What he really came there to do was prove his own complicity in what his father did.
To name him as his accomplice.
See him punished for his father's crimes.
"Yeah, we just wanted to review your statement from the night your father was arrested."
Malcolm didn't believe the detective. He didn't trust him. Something inside him told him he'd hurt him if he wasn't careful. He hunched his shoulders and pulled at the sleeves of his sweater to hide his fear.
"I already told you everything I know."
"Yeah, but, uhm, here's the thing." The detective placed his other hand on the table "The cop on the scene said he heard you and your dad share some parting words." Malcolm lifted wide eyes to Shannon's predatory ones. "We're the same." He leaned forward. "Why do you think your father said that?" Those words played over and over. Mixed with the other voices he heard. A never ending loop of noise. "That's what I can't figure out."

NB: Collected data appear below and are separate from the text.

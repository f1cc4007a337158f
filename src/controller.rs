use crate::bus::{Broker, BusClient, BusError};
use crate::config::SimulatorConfig;
use crate::ingest;
use crate::protocol::{Mode, PumpState, TOPIC_PUMP_COMMAND, TOPIC_SET_MODE};
use crate::simulator::TelemetrySimulator;
use crate::state::{DeviceState, Snapshot, TelemetryEvent};
use std::sync::{Arc, Mutex, PoisonError};
use tokio::sync::broadcast;
use tokio::task::JoinHandle;
use tokio_util::sync::CancellationToken;
use tracing::info;

const TELEMETRY_EVENT_BUFFER: usize = 256;

/// Wires the device core together and exposes the collaborator interface
/// front ends consume: an atomic snapshot for display, command issue calls
/// that go through the same bus path as any remote writer, and a telemetry
/// event stream.
pub struct IrrigationController {
    state: Arc<DeviceState>,
    client: Arc<BusClient>,
    events: broadcast::Sender<TelemetryEvent>,
    cancel: CancellationToken,
    simulator_task: Mutex<Option<JoinHandle<()>>>,
}

impl IrrigationController {
    /// Connect to the broker, register command ingest, and spawn the
    /// telemetry simulator. Must run inside a tokio runtime.
    pub fn start(config: &SimulatorConfig, broker: &Broker) -> Result<Self, BusError> {
        let state = Arc::new(DeviceState::new());
        let client = Arc::new(broker.connect(&config.broker_address)?);

        ingest::register_handlers(&client, Arc::clone(&state))?;

        let (events, _) = broadcast::channel(TELEMETRY_EVENT_BUFFER);
        let cancel = CancellationToken::new();
        let simulator = TelemetrySimulator::new(
            Arc::clone(&state),
            Arc::clone(&client),
            events.clone(),
            config.tick_period,
            cancel.clone(),
        );
        let simulator_task = tokio::spawn(simulator.run());

        info!(broker = %broker.address(), "irrigation controller started");
        Ok(Self {
            state,
            client,
            events,
            cancel,
            simulator_task: Mutex::new(Some(simulator_task)),
        })
    }

    /// Read-only consistent view for display surfaces.
    pub fn snapshot(&self) -> Snapshot {
        self.state.snapshot()
    }

    /// Equivalent to publishing on the pump command topic.
    pub fn issue_pump_command(&self, pump: PumpState) -> Result<(), BusError> {
        self.client.publish(TOPIC_PUMP_COMMAND, pump.as_payload())
    }

    /// Equivalent to publishing on the mode command topic.
    pub fn issue_mode_command(&self, mode: Mode) -> Result<(), BusError> {
        self.client.publish(TOPIC_SET_MODE, mode.as_payload())
    }

    /// Subscribe to per-tick telemetry events (lossy under backpressure,
    /// as display surfaces only care about recency).
    pub fn subscribe_telemetry(&self) -> broadcast::Receiver<TelemetryEvent> {
        self.events.subscribe()
    }

    /// Cooperative shutdown: stop accepting ticks, let the in-flight tick
    /// finish, then disconnect from the bus.
    pub async fn shutdown(&self) {
        self.cancel.cancel();
        let task = self
            .simulator_task
            .lock()
            .unwrap_or_else(PoisonError::into_inner)
            .take();
        if let Some(task) = task {
            let _ = task.await;
        }
        self.client.disconnect().await;
        info!("irrigation controller stopped");
    }
}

Malcolm squeezed his eyes shut. Tried to close out the images in his mind. To silence the voices. His hand, the one with the psychogenic tremor in it, shuddered. He tried to stop it by clasping it in his other hand but it didn't work.
"Hey, kid." Malcolm glanced up to see Gil standing beside his desk. "You look like you've seen a ghost."
That, in Malcolm's opinion, was an understatement. Owen Shannon was the last person he expected to find connected to this case.
The last person, outside his father or Paul Lazar he wanted connected to this case, in fact.
"I think I've found something," he told Gil. "A possible lead."
"Oh?" Gil perched on the edge of the desk. "What you find?"
He held the photograph up. "Detective Owen Shannon." His eyes met Gil's. "With Ian Turner."
"I remember Owen Shannon." Gil took the picture with a frown. "He made bad cops look like saints."
Malcolm didn't doubt it. His own encounter with the detective left an undeniable mark on him. His hand shook as he again recalled Owen Shannon's face. The rage on it when he didn't tell him what he wanted to hear. The hate in his voice when he accused him of being his father's accomplice.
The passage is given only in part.